● What the task asks
Find every line of the records that has "entry" and return it.

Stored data
<<<<

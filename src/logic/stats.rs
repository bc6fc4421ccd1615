//! Stats aggregation: replay round history into per-player counters.

use crate::models::{PlayerId, PlayerStats, Round};
use std::collections::HashMap;

/// Derive play/rest counters and recent partner/opponent history for `player_ids`.
///
/// `history` is ordered oldest to newest. Ids in history that are not in `player_ids` are
/// ignored; a tracked player absent from a round is left unchanged for that round.
/// Recent partner/opponent FIFOs keep at most `window` entries.
pub fn compute_stats(
    player_ids: &[PlayerId],
    history: &[Round],
    window: usize,
) -> HashMap<PlayerId, PlayerStats> {
    let mut stats: HashMap<PlayerId, PlayerStats> = player_ids
        .iter()
        .map(|&id| (id, PlayerStats::new(id)))
        .collect();

    for round in history {
        for court in &round.courts {
            for id in court.players() {
                let Some(s) = stats.get_mut(&id) else {
                    continue;
                };
                if let Some((partner, opponents)) = court.partner_and_opponents(id) {
                    s.record_played(partner, opponents, window);
                }
            }
        }
        for id in &round.rests {
            if let Some(s) = stats.get_mut(id) {
                s.record_rest();
            }
        }
    }

    stats
}

#[cfg(test)]
mod tests {
    use super::*;
    use crate::models::CourtMatch;

    fn round(no: u32, courts: Vec<CourtMatch>, rests: Vec<PlayerId>) -> Round {
        Round::new(no, courts, rests)
    }

    #[test]
    fn counts_plays_rests_and_history() {
        let history = vec![
            round(1, vec![CourtMatch::new(1, [1, 2], [3, 4])], vec![5]),
            round(2, vec![CourtMatch::new(1, [1, 5], [2, 3])], vec![4]),
        ];
        let stats = compute_stats(&[1, 2, 3, 4, 5], &history, 5);

        let s1 = &stats[&1];
        assert_eq!(s1.played_count, 2);
        assert_eq!(s1.rest_count, 0);
        assert_eq!(s1.recent_partners, vec![2, 5]);
        assert_eq!(s1.recent_opponents, vec![3, 4, 2, 3]);

        let s4 = &stats[&4];
        assert_eq!(s4.played_count, 1);
        assert_eq!(s4.rest_count, 1);
        assert_eq!(s4.consec_rest, 1);

        let s5 = &stats[&5];
        assert_eq!(s5.consec_rest, 0);
        assert_eq!(s5.recent_partners, vec![1]);
    }

    #[test]
    fn untracked_ids_are_ignored() {
        let history = vec![round(1, vec![CourtMatch::new(1, [1, 2], [3, 4])], vec![9])];
        let stats = compute_stats(&[1, 7], &history, 5);
        assert_eq!(stats.len(), 2);
        assert_eq!(stats[&7], PlayerStats::new(7));
        assert_eq!(stats[&1].played_count, 1);
    }
}
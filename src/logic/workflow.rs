//! Round workflow on a practice: propose, edit, confirm, discard, roll back.

use crate::logic::assigner::generate_round;
use crate::logic::editing::swap_players;
use crate::models::{PlayerId, Practice, Round, RotationError};
use chrono::Utc;
use rand::Rng;

/// Generate the next round from active members and confirmed history and store it as pending.
///
/// Replaces any previously proposed round.
pub fn propose_round<'a, R: Rng + ?Sized>(
    practice: &'a mut Practice,
    rng: &mut R,
) -> Result<&'a Round, RotationError> {
    let assignment = generate_round(
        &practice.active_players(),
        practice.courts,
        &practice.rounds,
        &practice.config,
        rng,
    )?;
    let round = assignment.into_round(practice.next_round_no());
    let pending: &Round = practice.pending.insert(round);
    Ok(pending)
}

/// Swap two players in the pending round.
pub fn swap_in_pending(practice: &mut Practice, a: PlayerId, b: PlayerId) -> Result<(), RotationError> {
    let pending = practice.pending.as_ref().ok_or(RotationError::NoPendingRound)?;
    let edited = swap_players(pending, a, b)?;
    practice.pending = Some(edited);
    Ok(())
}

/// Commit the pending round to history.
pub fn confirm_round(practice: &mut Practice) -> Result<(), RotationError> {
    let mut round = practice.pending.take().ok_or(RotationError::NoPendingRound)?;
    round.confirmed_at = Some(Utc::now());
    log::info!(
        "Practice {}: confirmed round {} ({} court(s), {} resting)",
        practice.id,
        round.round_no,
        round.courts.len(),
        round.rests.len()
    );
    practice.rounds.push(round);
    Ok(())
}

/// Drop the pending round without committing it.
pub fn discard_pending(practice: &mut Practice) -> Result<(), RotationError> {
    practice
        .pending
        .take()
        .map(|_| ())
        .ok_or(RotationError::NoPendingRound)
}

/// Remove the most recent confirmed round (and any pending proposal built on it).
pub fn rollback_last_round(practice: &mut Practice) -> Result<Round, RotationError> {
    let round = practice.rounds.pop().ok_or(RotationError::NoRoundsToRollback)?;
    practice.pending = None;
    log::info!("Practice {}: rolled back round {}", practice.id, round.round_no);
    Ok(round)
}
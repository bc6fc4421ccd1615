//! Player, Member and PlayerStats data structures.

use serde::{Deserialize, Serialize};
use std::collections::VecDeque;

/// Identifier for a player, unique within a practice.
pub type PlayerId = u32;

/// Roster entry handed to the round generator.
#[derive(Clone, Copy, Debug, Eq, PartialEq, Serialize, Deserialize)]
pub struct ActivePlayer {
    pub id: PlayerId,
    /// Stable display index; not used for fairness.
    pub sequence_number: u32,
}

impl ActivePlayer {
    pub fn new(id: PlayerId, sequence_number: u32) -> Self {
        Self { id, sequence_number }
    }
}

/// Play/rest counters and recent pairing history of one player, derived from round history.
#[derive(Clone, Debug, Default, Eq, PartialEq, Serialize, Deserialize)]
pub struct PlayerStats {
    pub player_id: PlayerId,
    pub played_count: u32,
    pub rest_count: u32,
    /// Rounds rested in a row without playing in between.
    pub consec_rest: u32,
    /// Most recent teammates, oldest first, at most `window` entries.
    pub recent_partners: VecDeque<PlayerId>,
    /// Most recent opponents, oldest first, at most `window` entries.
    pub recent_opponents: VecDeque<PlayerId>,
}

impl PlayerStats {
    pub fn new(player_id: PlayerId) -> Self {
        Self {
            player_id,
            ..Self::default()
        }
    }

    /// Record a round on court with the given teammate and opponents.
    pub fn record_played(&mut self, partner: PlayerId, opponents: [PlayerId; 2], window: usize) {
        self.played_count += 1;
        self.consec_rest = 0;
        push_bounded(&mut self.recent_partners, partner, window);
        for opponent in opponents {
            push_bounded(&mut self.recent_opponents, opponent, window);
        }
    }

    /// Record a round spent resting.
    pub fn record_rest(&mut self) {
        self.rest_count += 1;
        self.consec_rest += 1;
    }

    /// How many times `other` shows up among the recent partners.
    pub fn partner_count(&self, other: PlayerId) -> usize {
        self.recent_partners.iter().filter(|&&p| p == other).count()
    }

    pub fn has_recent_partner(&self, other: PlayerId) -> bool {
        self.recent_partners.contains(&other)
    }

    pub fn has_recent_opponent(&self, other: PlayerId) -> bool {
        self.recent_opponents.contains(&other)
    }
}

fn push_bounded(fifo: &mut VecDeque<PlayerId>, id: PlayerId, window: usize) {
    fifo.push_back(id);
    while fifo.len() > window {
        fifo.pop_front();
    }
}

/// A named member of a practice roster. Only active members are scheduled.
#[derive(Clone, Debug, Eq, PartialEq, Serialize, Deserialize)]
pub struct Member {
    pub id: PlayerId,
    pub sequence_number: u32,
    pub name: String,
    pub active: bool,
}

impl Member {
    /// Create an active member.
    pub fn new(id: PlayerId, sequence_number: u32, name: impl Into<String>) -> Self {
        Self {
            id,
            sequence_number,
            name: name.into(),
            active: true,
        }
    }

    /// Roster entry for the round generator.
    pub fn as_active_player(&self) -> ActivePlayer {
        ActivePlayer::new(self.id, self.sequence_number)
    }
}

#[cfg(test)]
mod tests {
    use super::*;

    #[test]
    fn recent_history_is_trimmed_from_the_front() {
        let mut s = PlayerStats::new(1);
        for partner in 2..=8 {
            s.record_played(partner, [100 + partner, 200 + partner], 3);
        }
        assert_eq!(s.recent_partners, VecDeque::from(vec![6, 7, 8]));
        assert_eq!(s.recent_opponents, VecDeque::from(vec![207, 108, 208]));
        assert_eq!(s.played_count, 7);
    }

    #[test]
    fn playing_resets_consecutive_rest() {
        let mut s = PlayerStats::new(1);
        s.record_rest();
        s.record_rest();
        assert_eq!(s.consec_rest, 2);
        s.record_played(2, [3, 4], 5);
        assert_eq!(s.consec_rest, 0);
        assert_eq!(s.rest_count, 2);
    }
}
//! Participant selection: who plays this round and who rests.

use crate::models::{ActivePlayer, PlayerId, PlayerStats};
use rand::seq::SliceRandom;
use rand::Rng;
use std::cmp::Reverse;
use std::collections::{HashMap, HashSet};

/// Players chosen to play (priority order) and the ids resting (roster order).
#[derive(Clone, Debug, Default, Eq, PartialEq)]
pub struct Selection {
    pub playing: Vec<ActivePlayer>,
    pub resting: Vec<PlayerId>,
}

/// Sort key: fewest plays first, then most rests, then longest current rest streak.
fn priority_key(stats: &HashMap<PlayerId, PlayerStats>, id: PlayerId) -> (u32, Reverse<u32>, Reverse<u32>) {
    match stats.get(&id) {
        Some(s) => (s.played_count, Reverse(s.rest_count), Reverse(s.consec_rest)),
        None => (0, Reverse(0), Reverse(0)),
    }
}

fn played(stats: &HashMap<PlayerId, PlayerStats>, id: PlayerId) -> u32 {
    stats.get(&id).map_or(0, |s| s.played_count)
}

/// Roster sorted by play priority; ties keep roster order.
pub fn priority_order(
    active_players: &[ActivePlayer],
    stats: &HashMap<PlayerId, PlayerStats>,
) -> Vec<ActivePlayer> {
    let mut sorted = active_players.to_vec();
    sorted.sort_by_key(|p| priority_key(stats, p.id));
    sorted
}

/// Pick `min(courts * 4, floor(n / 4) * 4)` players to play.
///
/// Strict mode (play-count spread >= 2): the top of the priority order plays.
/// Flexible mode: the roster is shuffled inside each play-count tier, so nobody at the minimum
/// is passed over for someone who played more.
pub fn select_participants<R: Rng + ?Sized>(
    active_players: &[ActivePlayer],
    stats: &HashMap<PlayerId, PlayerStats>,
    courts_available: u32,
    rng: &mut R,
) -> Selection {
    let slots = (courts_available as usize * 4).min(active_players.len() / 4 * 4);
    if slots == 0 {
        return Selection {
            playing: Vec::new(),
            resting: active_players.iter().map(|p| p.id).collect(),
        };
    }

    let sorted = priority_order(active_players, stats);
    let min_played = sorted.first().map_or(0, |p| played(stats, p.id));
    let max_played = sorted.iter().map(|p| played(stats, p.id)).max().unwrap_or(0);

    let chosen: HashSet<PlayerId> = if max_played - min_played >= 2 {
        sorted.iter().take(slots).map(|p| p.id).collect()
    } else {
        // Spread below 2: every player is within one play of the minimum, so the pool is the
        // whole roster and always covers the slots.
        let mut pool = sorted.clone();
        pool.shuffle(rng);
        // Stable sort restores tier order while keeping the shuffle inside each tier.
        pool.sort_by_key(|p| played(stats, p.id));
        pool.iter().take(slots).map(|p| p.id).collect()
    };

    let playing = sorted.iter().filter(|p| chosen.contains(&p.id)).copied().collect();
    let resting = active_players
        .iter()
        .filter(|p| !chosen.contains(&p.id))
        .map(|p| p.id)
        .collect();
    Selection { playing, resting }
}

>>>>

● Expected output
/// Roster entry handed to the round generator.
    /// Roster entry for the round generator.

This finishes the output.